Incident Playbook (Registry + S3 + Governance)
This playbook is for operating Helix as a system-of-record: governed exports, Registry v1, and content-addressed blob storage (FS or S3/MinIO).
Helix is pre-clinical / in-silico software. This playbook is about deterministic artifacts, approvals, and operational controls.
Quick triage (always start here)
- Capture posture (makes screenshots self-explanatory):
helix status
- Check Teams/Registry health:
curl -fsS "$HELIX_REGISTRY_URL/healthz"
- If you have server access, restart and re-check:
# Example (systemd):
sudo systemctl restart helix-teams
curl -fsS "$HELIX_REGISTRY_URL/healthz"
Registry is down (or unreachable)
Symptoms
- Official exports fail closed in
HELIX_GOVERNANCE_MODE=enforcewith a reason likeregistry_unreachable. helix statusshowsregistry_required: yesandregistry_url: <...>.
Operator actions
- Confirm the URL and token are set on the exporting machine:
helix status
- Confirm the registry server is reachable:
curl -v "$HELIX_REGISTRY_URL/healthz"
- If the registry is healthy but auth fails, rotate or re-issue a token (see “Token rotation”).
Emergency export (last resort)
Helix defaults to fail-closed when the registry is configured but unreachable. If you must export during an outage:
export HELIX_REGISTRY_ALLOW_UNREGISTERED_EXPORT=1
helix status
Run the single required export, capture the incident ticket id in your change log, then immediately unset the override:
unset HELIX_REGISTRY_ALLOW_UNREGISTERED_EXPORT
helix status
S3 / MinIO is down (blob store outage)
Symptoms
- Registry publish/fetch errors referencing missing blobs or permission/network errors.

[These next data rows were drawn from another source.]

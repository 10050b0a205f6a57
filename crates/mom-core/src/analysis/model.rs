//! Analysis domain models.

use serde::{Deserialize, Serialize};
use std::time::Duration;

/// Assessed risk of the photographed lesion.
#[derive(Debug, Clone, Copy, PartialEq, Eq, Serialize, Deserialize)]
#[serde(rename_all = "snake_case")]
pub enum RiskLevel {
    Low,
    Moderate,
    High,
}

impl RiskLevel {
    pub fn as_str(&self) -> &'static str {
        match self {
            Self::Low => "low",
            Self::Moderate => "moderate",
            Self::High => "high",
        }
    }

    /// Badge text, e.g. `LOW RISK`.
    pub fn badge(&self) -> String {
        format!("{} RISK", self.as_str().to_uppercase())
    }
}

/// Structured outcome of an analysis.
#[derive(Debug, Clone, PartialEq, Eq, Serialize, Deserialize)]
pub struct AnalysisResult {
    pub risk_level: RiskLevel,
    /// Percentage, 0-100.
    pub confidence: u8,
    pub findings: Vec<String>,
    pub recommendations: Vec<String>,
}

/// One step of the progress choreography.
#[derive(Debug, Clone, PartialEq, Eq)]
pub struct AnalysisPhase {
    pub label: &'static str,
    pub duration: Duration,
    /// Cumulative progress reached when this phase ends.
    pub progress: u8,
}

/// The four phases shown while an image is analyzed.
pub const DEFAULT_PHASES: [AnalysisPhase; 4] = [
    AnalysisPhase {
        label: "Processing image...",
        duration: Duration::from_millis(1000),
        progress: 25,
    },
    AnalysisPhase {
        label: "Running AI analysis...",
        duration: Duration::from_millis(2000),
        progress: 50,
    },
    AnalysisPhase {
        label: "Evaluating findings...",
        duration: Duration::from_millis(1500),
        progress: 75,
    },
    AnalysisPhase {
        label: "Generating report...",
        duration: Duration::from_millis(800),
        progress: 100,
    },
];

/// Total wall time of a choreography.
pub fn total_duration(phases: &[AnalysisPhase]) -> Duration {
    phases.iter().map(|p| p.duration).sum()
}

/// Observable state of the simulator.
#[derive(Debug, Clone, PartialEq, Eq, Serialize, Deserialize)]
#[serde(tag = "state", content = "data", rename_all = "snake_case")]
pub enum AnalysisState {
    Idle,
    Analyzing {
        /// 1-based index of the phase in progress.
        step: usize,
        label: String,
        progress: u8,
    },
    Complete(AnalysisResult),
    Failed {
        message: String,
        /// Progress reached before the failure.
        progress: u8,
    },
}

impl AnalysisState {
    pub fn progress(&self) -> u8 {
        match self {
            Self::Idle => 0,
            Self::Analyzing { progress, .. } => *progress,
            Self::Complete(_) => 100,
            Self::Failed { progress, .. } => *progress,
        }
    }

    pub fn is_terminal(&self) -> bool {
        matches!(self, Self::Complete(_) | Self::Failed { .. })
    }

    pub fn result(&self) -> Option<&AnalysisResult> {
        match self {
            Self::Complete(result) => Some(result),
            _ => None,
        }
    }
}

helix statusshowsblob_backend: s3.
Operator actions
- Confirm MinIO is reachable (example):
curl -v "$HELIX_S3_ENDPOINT_URL"
- Confirm S3 credentials are present in the runtime environment (do not paste secrets into tickets):
helix status
- If a single blob is missing, Helix fails closed. Restore it from object storage versioning/backups.
Emergency waiver (export while not Approved)
This creates an append-only, signed waiver receipt inside the bundle governance ledger. It is replayable and audit-friendly.
helix governance waive \
--bundle out/bundle_dir \
--transition sha256:... \
--scope export_unapproved \
--justification @incident_1234_waiver.txt \
--role safety_reviewer \
--identity "jane.doe@org.example" \
--signing-key keys/safety_reviewer_ed25519.priv \
--license out/bundle_dir/governance/license.json
Then re-run the export command. In HELIX_GOVERNANCE_MODE=enforce, exports remain blocked if integrity checks fail.
Token rotation / revocation (Teams/Registry)
Issue a new token (offline helper)
helix teams token --db out/teams/teams.db --user alice --role approver --workspace-id <WORKSPACE_ID>
Disable a compromised token (DB-level fallback)
If you cannot use the admin UI/CLI, disable the token by SHA-256 in SQLite:
sqlite3 out/teams/teams.db "UPDATE api_tokens SET disabled=1 WHERE token_sha256='<TOKEN_SHA256_HEX>';"
Restart the server if you have long-lived processes caching auth state.
Audit: who exported what (last 7 days)
Teams records mutating actions in audit_events. To review the last 7 days:
sqlite3 out/teams/teams.db "
SELECT ts, user_id, action, entity_type, entity_id
FROM audit_events
WHERE ts >= datetime('now', '-7 days')
ORDER BY ts DESC;
"
If you need a machine-readable export for incident response, redirect to a file and attach it to the ticket.